(SOURCE DATA Opens)

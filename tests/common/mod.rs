#![allow(dead_code)]

use async_trait::async_trait;
use http::request::Parts;
use http::{Method, Request};
use quotagate::{
    Limit, ManualClock, MemoryStorage, QuotaStore, StoreError, Strategy, WindowStats,
};
use std::io;
use std::sync::atomic::{AtomicUsize, Ordering};
use std::sync::{Arc, Mutex};
use tracing_subscriber::fmt::MakeWriter;

/// One `hit` call as seen by the store.
#[derive(Debug, Clone, PartialEq, Eq)]
pub struct Hit {
    pub limit: Limit,
    pub key: String,
    pub scope: String,
}

/// Fixed-window store over memory that records every call it receives.
#[derive(Clone)]
pub struct CountingStore {
    inner: Arc<dyn QuotaStore>,
    hits: Arc<Mutex<Vec<Hit>>>,
    stats_calls: Arc<AtomicUsize>,
}

impl CountingStore {
    pub fn new(clock: ManualClock) -> Self {
        Self {
            inner: Strategy::FixedWindow.build(MemoryStorage::with_clock(clock)),
            hits: Arc::new(Mutex::new(Vec::new())),
            stats_calls: Arc::new(AtomicUsize::new(0)),
        }
    }

    pub fn hits(&self) -> Vec<Hit> {
        self.hits.lock().unwrap().clone()
    }

    pub fn hit_count(&self) -> usize {
        self.hits.lock().unwrap().len()
    }

    pub fn stats_calls(&self) -> usize {
        self.stats_calls.load(Ordering::SeqCst)
    }

    /// Total interactions of any kind.
    pub fn calls(&self) -> usize {
        self.hit_count() + self.stats_calls()
    }
}

#[async_trait]
impl QuotaStore for CountingStore {
    async fn hit(&self, limit: &Limit, key: &str, scope: &str) -> Result<bool, StoreError> {
        self.hits.lock().unwrap().push(Hit {
            limit: limit.clone(),
            key: key.to_string(),
            scope: scope.to_string(),
        });
        self.inner.hit(limit, key, scope).await
    }

    async fn window_stats(
        &self,
        limit: &Limit,
        key: &str,
        scope: &str,
    ) -> Result<WindowStats, StoreError> {
        self.stats_calls.fetch_add(1, Ordering::SeqCst);
        self.inner.window_stats(limit, key, scope).await
    }
}

/// Store whose every call fails, standing in for an unreachable backend.
pub struct UnreachableStore;

#[async_trait]
impl QuotaStore for UnreachableStore {
    async fn hit(&self, _: &Limit, _: &str, _: &str) -> Result<bool, StoreError> {
        Err(Box::new(io::Error::new(io::ErrorKind::ConnectionRefused, "connection refused")))
    }

    async fn window_stats(&self, _: &Limit, _: &str, _: &str) -> Result<WindowStats, StoreError> {
        Err(Box::new(io::Error::new(io::ErrorKind::ConnectionRefused, "connection refused")))
    }
}

/// Request head from `client` (sent as `X-Forwarded-For`).
pub fn request(method: Method, client: &str) -> Parts {
    Request::builder()
        .method(method)
        .uri("/books")
        .header("x-forwarded-for", client)
        .body(())
        .unwrap()
        .into_parts()
        .0
}

pub fn get(client: &str) -> Parts {
    request(Method::GET, client)
}

/// Captures formatted log output for assertions.
#[derive(Clone, Default)]
pub struct SharedWriter(Arc<Mutex<Vec<u8>>>);

impl SharedWriter {
    pub fn contents(&self) -> String {
        String::from_utf8(self.0.lock().unwrap().clone()).unwrap()
    }
}

impl<'a> MakeWriter<'a> for SharedWriter {
    type Writer = SharedGuard;
    fn make_writer(&'a self) -> Self::Writer {
        SharedGuard(self.0.clone())
    }
}

pub struct SharedGuard(Arc<Mutex<Vec<u8>>>);

impl io::Write for SharedGuard {
    fn write(&mut self, buf: &[u8]) -> io::Result<usize> {
        self.0.lock().unwrap().extend_from_slice(buf);
        Ok(buf.len())
    }
    fn flush(&mut self) -> io::Result<()> {
        Ok(())
    }
}
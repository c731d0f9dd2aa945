#![forbid(unsafe_code)]
#![deny(warnings)]
#![cfg_attr(not(test), deny(clippy::all))]

//! # quotagate
//!
//! Request admission for async Rust services: declarative rate-limit rules,
//! scoped quotas and a tower middleware reporting `X-RateLimit-*` headers.
//!
//! ## Features
//!
//! - **Rate strings** such as `"100/minute;1000/day"` parsed into [`Limit`]s
//! - **Per-handler rules** kept in an explicit [`Registry`], with exemptions
//! - **Global defaults** replaced (never merged) by per-handler rules
//! - **Scopes** per resource and HTTP method, or literal and computed ones
//! - **Three strategies** over in-memory storage: fixed window, fixed window
//!   with elastic expiry, moving window
//! - **Pluggable backends** through the [`QuotaStore`] trait
//!
//! ## Quick Start
//!
//! ```rust
//! use http::{Method, Request};
//! use quotagate::{Limiter, Registry, Routes, Rule};
//!
//! #[tokio::main]
//! async fn main() {
//!     let mut registry = Registry::new();
//!     let list = registry.declare("list_books").limit(Rule::new("2/minute").unwrap()).finish();
//!     let books = Routes::new("api.books").on(Method::GET, list.id);
//!
//!     let limiter = Limiter::builder().registry(registry).build().unwrap();
//!
//!     let (parts, _) = Request::get("/books").body(()).unwrap().into_parts();
//!     for _ in 0..2 {
//!         assert!(!limiter.check(&parts, &books).await.unwrap().is_rejected());
//!     }
//!     assert!(limiter.check(&parts, &books).await.unwrap().is_rejected());
//! }
//! ```

pub mod clock;
pub mod config;
pub mod error;
pub mod limit;
pub mod limiter;
pub mod middleware;
pub mod prelude;
pub mod registry;
pub mod report;
pub mod resource;
pub mod rule;
pub mod storage;
pub mod strategies;

// Re-exports
pub use clock::{Clock, ManualClock, SystemClock};
pub use config::LimiterConfig;
pub use error::{AdmissionError, LimiterError, RateLimitExceeded};
pub use limit::{parse, parse_many, Granularity, Limit, ParseError, Tightness};
pub use limiter::{Admission, Limiter, LimiterBuilder, ReportingLimit, Verdict};
pub use middleware::{rejection_response, RateLimitLayer, RateLimitService};
pub use registry::{HandlerId, HandlerRegistration, Registered, Registry};
pub use report::{HeaderNames, RateLimitHeaders};
pub use resource::{remote_address, RequestFn, Resource, Routes};
pub use rule::Rule;
pub use storage::{MemoryStorage, Storage};
pub use strategies::{QuotaStore, StoreError, Strategy, WindowStats};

(SOURCE DATA Closes)

__WHAT IS EXPECTED__:
The word "SeqCst" appears in some lines above. Return every one of those lines.

__OUTPUT OF THE TASK__:
        self.stats_calls.load(Ordering::SeqCst)
        self.stats_calls.fetch_add(1, Ordering::SeqCst);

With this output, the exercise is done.